Через день Звонарев настолько поправился, что уже смог пройти до форта
номер три. Артиллеристы и матросы встретили его, как выходца с того света.
- Нам сказали, что вас разорвало на куски на укреплении. Мы и не ждали
вас видеть живым! - обступили они прапорщика. - Жалели вас, думали: зазря
пропал наш Сергей Владимирович. Пошел на полчаса и сложил там свою буйную
голову...
Прапорщик осмотрел почти законченную сооружением прожекторную установку.
- Этой ночью начнем светить, - уверял Братовский. - Будет теперь наш
третий форт со светом. Япошка не сможет уже незаметно подбираться. Да и на
третье укрепление дадим свет.
- Приготовьтесь к обстрелу, неприятель постарается тотчас же сбить
прожектор, - предупредил Звонарев.
Возвращаясь в штаб, он увидел идущих впереди по шоссе Надеина и
Капитоныча. Последний с трудом ковылял на своей деревяшке, опираясь на
палку. Дорога обстреливалась редким шрапнельным огнем, но старики не
обращали на это никакого внимания. Уже согнутый годами, но все еще высокий.
Надеин неторопливо шагал впереди, то и дело оборачиваясь на своего спутника.
- Шовшем штар ты штал, Капитоныч, ноги тебя уже не ношят, - услышал голос
генерала подошедший Звонарев.
- Нога-то у меня, Митрофан Александрович, осталась только одна, да и та
на Малаховом кургане прострелена, а у вас все же две. Вестимо, мне за вами
не угнаться.
В это время навстречу показался молоденький солдат-стрелок. Завидя
генерала, он подтянулся и по-уставному, за четыре шага, четко стал во фронт.
- Здорово, молодчик! - ласково приветствовал его генерал.
- Здравия желаю вашему превосходительству! - заорал в ответ стрелок и
затем уже обычным голосом добавил: - Разрешите приложиться к вашей иконе.

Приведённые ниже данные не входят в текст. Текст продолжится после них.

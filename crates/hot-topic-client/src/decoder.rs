//! Incremental newline-delimited JSON framing.

/// Splits a chunked byte stream into lines. A trailing fragment without a
/// newline is carried over to the next [`push`](Self::push).
///
/// Splitting happens on bytes, so a UTF-8 sequence cut across two chunks is
/// reassembled before it is decoded.
#[derive(Debug, Default)]
pub struct NdjsonDecoder {
    buffer: Vec<u8>,
}

impl NdjsonDecoder {
    pub fn new() -> Self {
        Self::default()
    }

    /// Feed one chunk; returns every line it completed. Blank lines are skipped.
    pub fn push(&mut self, chunk: &[u8]) -> Vec<String> {
        self.buffer.extend_from_slice(chunk);
        let mut lines = Vec::new();
        while let Some(pos) = self.buffer.iter().position(|b| *b == b'\n') {
            let raw: Vec<u8> = self.buffer.drain(..=pos).collect();
            if let Some(line) = decode_line(&raw[..raw.len() - 1]) {
                lines.push(line);
            }
        }
        lines
    }

    /// Bytes waiting for a newline.
    pub fn pending(&self) -> usize {
        self.buffer.len()
    }

    /// End of stream: return the unterminated last line, if any.
    pub fn finish(self) -> Option<String> {
        decode_line(&self.buffer)
    }
}

fn decode_line(raw: &[u8]) -> Option<String> {
    let line = String::from_utf8_lossy(raw);
    let line = line.trim();
    (!line.is_empty()).then(|| line.to_string())
}
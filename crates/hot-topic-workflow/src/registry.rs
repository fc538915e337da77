//! Workflow lookup by id.

use std::collections::HashMap;
use std::sync::Arc;

use tracing::debug;

use hot_topic_agent::TopicAgent;
use hot_topic_core::config::Config;
use hot_topic_core::error::Result;
use hot_topic_core::events::DEVELOPER_HOT_TOPIC_WORKFLOW;
use hot_topic_tts::GoogleTtsClient;

use crate::error::LookupError;
use crate::runner::PipelineRunner;

type Factory = Box<dyn Fn() -> Result<Arc<PipelineRunner>> + Send + Sync>;

/// Maps workflow ids to factories. Runners are built on lookup, so
/// initialization problems surface per request rather than at startup.
#[derive(Default)]
pub struct WorkflowRegistry {
    factories: HashMap<String, Factory>,
}

impl WorkflowRegistry {
    pub fn new() -> Self {
        Self::default()
    }

    pub fn register<F>(&mut self, id: impl Into<String>, factory: F)
    where
        F: Fn() -> Result<Arc<PipelineRunner>> + Send + Sync + 'static,
    {
        self.factories.insert(id.into(), Box::new(factory));
    }

    /// Register an already built runner under its own id.
    pub fn register_runner(&mut self, runner: Arc<PipelineRunner>) {
        let id = runner.id().to_string();
        self.register(id, move || Ok(runner.clone()));
    }

    pub fn contains(&self, id: &str) -> bool {
        self.factories.contains_key(id)
    }

    pub fn ids(&self) -> Vec<&str> {
        let mut ids: Vec<&str> = self.factories.keys().map(String::as_str).collect();
        ids.sort_unstable();
        ids
    }

    pub fn get(&self, id: &str) -> std::result::Result<Arc<PipelineRunner>, LookupError> {
        let factory = self
            .factories
            .get(id)
            .ok_or_else(|| LookupError::NotFound(id.to_string()))?;
        debug!(workflow = id, "Building workflow");
        Ok(factory()?)
    }
}

/// The production workflow: Topic Agent over xAI, then Google TTS.
pub fn build_hot_topic_workflow(config: Arc<Config>) -> Result<PipelineRunner> {
    let agent = TopicAgent::from_config(config.clone())?;
    let synthesizer = GoogleTtsClient::from_config(&config);
    Ok(PipelineRunner::new(
        DEVELOPER_HOT_TOPIC_WORKFLOW,
        Arc::new(agent),
        Arc::new(synthesizer),
    ))
}

/// Registry with the developer hot-topic workflow.
pub fn default_registry(config: Arc<Config>) -> WorkflowRegistry {
    let mut registry = WorkflowRegistry::new();
    registry.register(DEVELOPER_HOT_TOPIC_WORKFLOW, move || {
        build_hot_topic_workflow(config.clone()).map(Arc::new)
    });
    registry
}
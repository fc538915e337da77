//! What the user sees while a run streams in.

use serde_json::Value;
use tracing::{debug, warn};

use hot_topic_core::audio::AudioPayload;
use hot_topic_core::events::{PipelineEvent, StepId};

pub const INITIAL_STATUS: &str = "ここにステータスが表示されます。";

/// How a stream ended.
#[derive(Debug, Clone, PartialEq, Eq)]
pub enum RunOutcome {
    Finished,
    Failed(String),
}

/// Status line, result text and audio, updated one event at a time.
#[derive(Debug, Clone, PartialEq, Eq)]
pub struct RunView {
    pub status: String,
    pub result_text: String,
    pub audio: Option<AudioPayload>,
    pub outcome: Option<RunOutcome>,
}

impl Default for RunView {
    fn default() -> Self {
        Self {
            status: INITIAL_STATUS.to_string(),
            result_text: String::new(),
            audio: None,
            outcome: None,
        }
    }
}

impl RunView {
    pub fn new() -> Self {
        Self::default()
    }

    pub fn is_done(&self) -> bool {
        self.outcome.is_some()
    }

    /// Parse one NDJSON line and apply it. Lines that are not a valid event
    /// are logged and skipped.
    ///
    /// `audioData` is normalized separately so an unplayable payload still
    /// delivers the step's text.
    pub fn apply_line(&mut self, line: &str) -> Option<PipelineEvent> {
        let parsed = serde_json::from_str::<Value>(line).and_then(|mut value| {
            let raw_audio = take_raw_audio(&mut value);
            serde_json::from_value::<PipelineEvent>(value).map(|event| (event, raw_audio))
        });
        match parsed {
            Ok((mut event, raw_audio)) => {
                if let Some(raw) = raw_audio {
                    if let PipelineEvent::StepResult { output, .. } = &mut event {
                        match AudioPayload::from_json(&raw) {
                            Ok(audio) => output.audio_data = Some(audio),
                            Err(e) => warn!(error = %e, "Discarding unplayable audio payload"),
                        }
                    }
                }
                self.apply(&event);
                Some(event)
            }
            Err(e) => {
                warn!(error = %e, line = %truncate(line, 200), "Skipping unparseable event line");
                None
            }
        }
    }

    pub fn apply(&mut self, event: &PipelineEvent) {
        match event {
            PipelineEvent::WorkflowStart { .. } => {
                self.status = "ワークフロー開始...".into();
            }
            PipelineEvent::Start { .. } => {
                self.status = "ワークフロー実行中...".into();
            }
            PipelineEvent::StepStart { id } => {
                self.status = format!("実行中: {id}");
            }
            PipelineEvent::StepResult { id, output, .. } => {
                self.status = format!("完了: {id}");
                if !output.topics_text.is_empty() {
                    self.result_text = output.topics_text.clone();
                }
                if *id == StepId::Tts {
                    match &output.audio_data {
                        Some(audio) => {
                            self.audio = Some(audio.clone());
                            self.status = "音声準備完了！再生ボタンを押してください。".into();
                        }
                        None => {
                            self.status = "テキスト完了、音声データの処理に失敗しました。".into();
                        }
                    }
                }
            }
            PipelineEvent::StepFinish { id } => {
                debug!(step = %id, "Step finished");
            }
            PipelineEvent::Finish { .. } => {
                self.status = "ワークフロー完了！".into();
                self.outcome = Some(RunOutcome::Finished);
            }
            PipelineEvent::Error { error, .. } | PipelineEvent::WorkflowError { error } => {
                self.status = format!("エラーが発生しました: {error}");
                self.outcome = Some(RunOutcome::Failed(error.clone()));
            }
        }
    }
}

fn take_raw_audio(value: &mut Value) -> Option<Value> {
    value
        .get_mut("payload")?
        .get_mut("output")?
        .as_object_mut()?
        .remove("audioData")
}

fn truncate(s: &str, max_chars: usize) -> &str {
    match s.char_indices().nth(max_chars) {
        Some((idx, _)) => &s[..idx],
        None => s,
    }
}
//! Axum HTTP server.

use std::sync::Arc;

use axum::Router;
use axum::http::{Method, header};
use axum::routing::{get, post};
use tokio::net::TcpListener;
use tower_http::cors::{Any, CorsLayer};
use tower_http::trace::TraceLayer;
use tracing::{error, info};

use crate::routes::{health_get, health_post, run_workflow};
use crate::state::GatewayState;

/// Build the full router.
///
/// `/health` and `/workflow` are also mounted under `/api`. `OPTIONS` on any
/// route is answered by the CORS layer. When `ui_enabled` is true the
/// embedded browser UI is served at `/`.
pub fn build_router(state: Arc<GatewayState>, ui_enabled: bool) -> Router {
    let api = Router::new()
        .route("/health", get(health_get).post(health_post))
        .route("/workflow", post(run_workflow));

    let cors = CorsLayer::new()
        .allow_origin(Any)
        .allow_methods([Method::GET, Method::POST, Method::OPTIONS])
        .allow_headers([header::CONTENT_TYPE]);

    // API routes are registered first so they take priority over the UI catch-all
    let mut app = Router::new()
        .merge(api.clone())
        .nest("/api", api)
        .with_state(state);

    if ui_enabled {
        app = app.merge(hot_topic_web::ui_router());
    }

    app.layer(cors).layer(TraceLayer::new_for_http())
}

/// Serve `router` on an already bound listener until ctrl-c.
pub async fn serve(listener: TcpListener, router: Router) -> anyhow::Result<()> {
    axum::serve(listener, router)
        .with_graceful_shutdown(shutdown_signal())
        .await?;
    Ok(())
}

/// Bind `{gateway.bind}:{port}` and serve the gateway.
pub async fn start_gateway(
    state: Arc<GatewayState>,
    port: u16,
    ui_enabled: bool,
) -> anyhow::Result<()> {
    let bind_addr = state.config.gateway_bind();
    let router = build_router(state, ui_enabled);

    let addr = format!("{bind_addr}:{port}");
    let listener = TcpListener::bind(&addr).await?;
    info!("Gateway listening on {addr}");
    if ui_enabled {
        info!("Browser UI available at http://{addr}/");
    }

    serve(listener, router).await
}

async fn shutdown_signal() {
    match tokio::signal::ctrl_c().await {
        Ok(()) => info!("Shutdown signal received"),
        Err(e) => {
            error!("Failed to listen for ctrl-c: {e}");
            std::future::pending::<()>().await;
        }
    }
}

- Изволь, братец, - остановился Надеин.
Солдат снял папаху, несколько раз истово перекрестился и поцеловал
висевший на груди генерала сверх пальто образ Спаса Нерукотворного. Надеин
обнял его за шею и добродушно стал расспрашивать, какого срока службы, женат
ли, есть ли дети.
Стрелок, позабыв официальный гон, ответил, что всего на службе первый
год, дома оставил жену и двух ребят.
- Как твое имя-то? - справился генерал.
- Егор Николаев.
- Ну, штупай ш богом, раб божий Егор, вечером помолюшь, чтобы гошподь бог
шохранил тебя целым и невредимым вернул твоей жене, - потрепал Надеин
растроганного солдата по плечу и пошел дальше.
Все трое шли молча. Звонарев, почти не думавший последнее время о своих
родных, вспомнил сестер и брата и невольно вздохнул.